HMMER 2 is a nearly complete rewrite, based on a new model architecture dubbed ``Plan 7''. Implementation was begun in November 1996 at Washington University in St. Louis. I thank the Washington University Dept. of Genetics and the NIH National Human Genome Research Insititute for their support during this (extremely stressful) time. There is nothing like throwing four years of work away and starting fresh to make you question your sanity. Working on a book [Durbin et al., 1998] and starting up a lab at the same time made it all doubly ``exciting''. If you are so bored as to actually read the code, you will run across inexplicable comments that note where I was when I wrote various parts, making up a sort of disjointed diary of this period; amongst other places, parts of HMMER 2 were written in airport lounges, on TWA flights 720 and 721 to and from London, in Graeme Mitchison's kitchen in Cambridge, and on vacations while my wife wasn't watching. I therefore owe special thanks to the Biochemistry Academic Contacts Committee at Eli Lilly & Co. for a gift that paid for the trusty Linux laptop ``wanderoo'' on which much of HMMER 2 was written.
The MRC-LMB computational molecular biology discussion group has contributed many ideas to HMMER. In particular, I thank Richard Durbin, Graeme Mitchison, Erik Sonnhammer, Alex Bateman, Ewan Birney, Gos Micklem, Tim Hubbard, Roger Sewall, David MacKay, and Cyrus Chothia. Any errors in the code, though, are my fault alone, of course.
Sequence format parsing (sqio.c) in HMMER is derived from an early release of the READSEQ package by Don Gilbert, Indiana University. Thanks to Don for an excellent piece of software; and apologies for the mangling I've put it through since.
The file gnuregex.c is the GNU regular expression library; thanks to the GNU folks. Several miscellaneous functions in sre_math.c are taken from public domain sources and are credited in the code's comments.
masks.c includes a modified copy of the XNU source code from David States and Jean-Michel Claverie.
In many other places, I've reimplemented algorithms described in the literature. These are too numerous to credit and thank here; the original references are given in the comments of the code. However, I've borrowed (stolen?) more than once from the following folks that I'd like to be sure to thank: Steve Altschul, Pierre Baldi, Phillip Bucher, Warren Gish, David Haussler, Steve and Jorja Henikoff, Richard Hughey, Kevin Karplus, Anders Krogh, Bill Pearson, and Kimmen Sjolander.

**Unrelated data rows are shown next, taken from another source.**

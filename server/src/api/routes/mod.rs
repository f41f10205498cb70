//! API route handlers

pub mod config;
pub mod health;
pub mod products;

use axum::Json;

use crate::core::constants::WELCOME_MESSAGE;

/// Root endpoint
pub async fn welcome() -> Json<&'static str> {
    Json(WELCOME_MESSAGE)
}
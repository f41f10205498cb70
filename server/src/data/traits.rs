//! Repository traits for the product store

use async_trait::async_trait;
use serde_json::Value;

use crate::data::error::DataError;
use crate::data::types::{NewProduct, ProductSearchParams};

/// Repository trait for product catalog operations
///
/// Implemented by the SQLite backend.
#[async_trait]
pub trait CatalogRepository: Send + Sync {
    /// Matching products for one page, plus the total match count
    async fn search_products(
        &self,
        params: &ProductSearchParams,
    ) -> Result<(Vec<Value>, u64), DataError>;

    /// Get a single product by ID
    async fn get_product(&self, id: &str) -> Result<Option<Value>, DataError>;

    /// Highest rated products, best first
    async fn top_rated_products(&self, limit: u32) -> Result<Vec<Value>, DataError>;

    /// Insert products atomically; either all are stored or none
    async fn insert_products(&self, products: &[NewProduct]) -> Result<Vec<Value>, DataError>;

    async fn count_products(&self) -> Result<u64, DataError>;
}
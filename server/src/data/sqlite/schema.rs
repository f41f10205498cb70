//! SQLite schema definitions

/// Current schema version
pub const SCHEMA_VERSION: i32 = 1;

/// Complete schema SQL
pub const SCHEMA: &str = r#"
-- =============================================================================
-- Infrastructure: Schema version tracking
-- =============================================================================
CREATE TABLE IF NOT EXISTS schema_version (
    id INTEGER PRIMARY KEY CHECK (id = 1),
    version INTEGER NOT NULL,
    applied_at INTEGER NOT NULL,
    description TEXT
);

CREATE TABLE IF NOT EXISTS schema_migrations (
    version INTEGER PRIMARY KEY,
    name TEXT NOT NULL,
    applied_at INTEGER NOT NULL,
    checksum TEXT NOT NULL,
    execution_time_ms INTEGER,
    success INTEGER NOT NULL DEFAULT 1
);

-- =============================================================================
-- Products
-- The full product document is stored as JSON; name and rating are
-- extracted for ordering.
-- =============================================================================
CREATE TABLE IF NOT EXISTS products (
    id TEXT PRIMARY KEY CHECK(length(id) >= 1 AND length(id) <= 64),
    name TEXT NOT NULL,
    rating REAL NOT NULL DEFAULT 0,
    document TEXT NOT NULL CHECK(json_valid(document)),
    created_at INTEGER NOT NULL,
    updated_at INTEGER NOT NULL
);

CREATE INDEX IF NOT EXISTS idx_products_rating ON products(rating DESC);
"#;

HMMER is now developed on Silicon Graphics and Linux machines. I thank Silicon Graphics, especially Juli Nash and Wade McLain, for their continued support and assistance. I am proud to acknowledge a tremendous debt to the development tools that I use from the free software community: an incomplete list includes GNU's gcc compiler and gdb debugger, Cygnus' egcs compiler, Conor Cahill's dbmalloc library, Bruce Perens' ElectricFence, Richard Stallman's emacs, Walter Tichy's RCS, Larry Wall's perl, LaTeX and TeX from Leslie Lamport and Don Knuth, Nikos Drakos' latex2html, Thomas Phelps' PolyglotMan, Linus Torvalds' Linux operating system, and the folks at Red Hat Linux.
Finally, I'd like to cryptically thank Dave ``Mr. Frog'' Pare and Tom ``Chainsaw'' Ruschak for a totally unrelated free software product that was historically instrumental in HMMER's development, for reasons that are best not discussed while sober.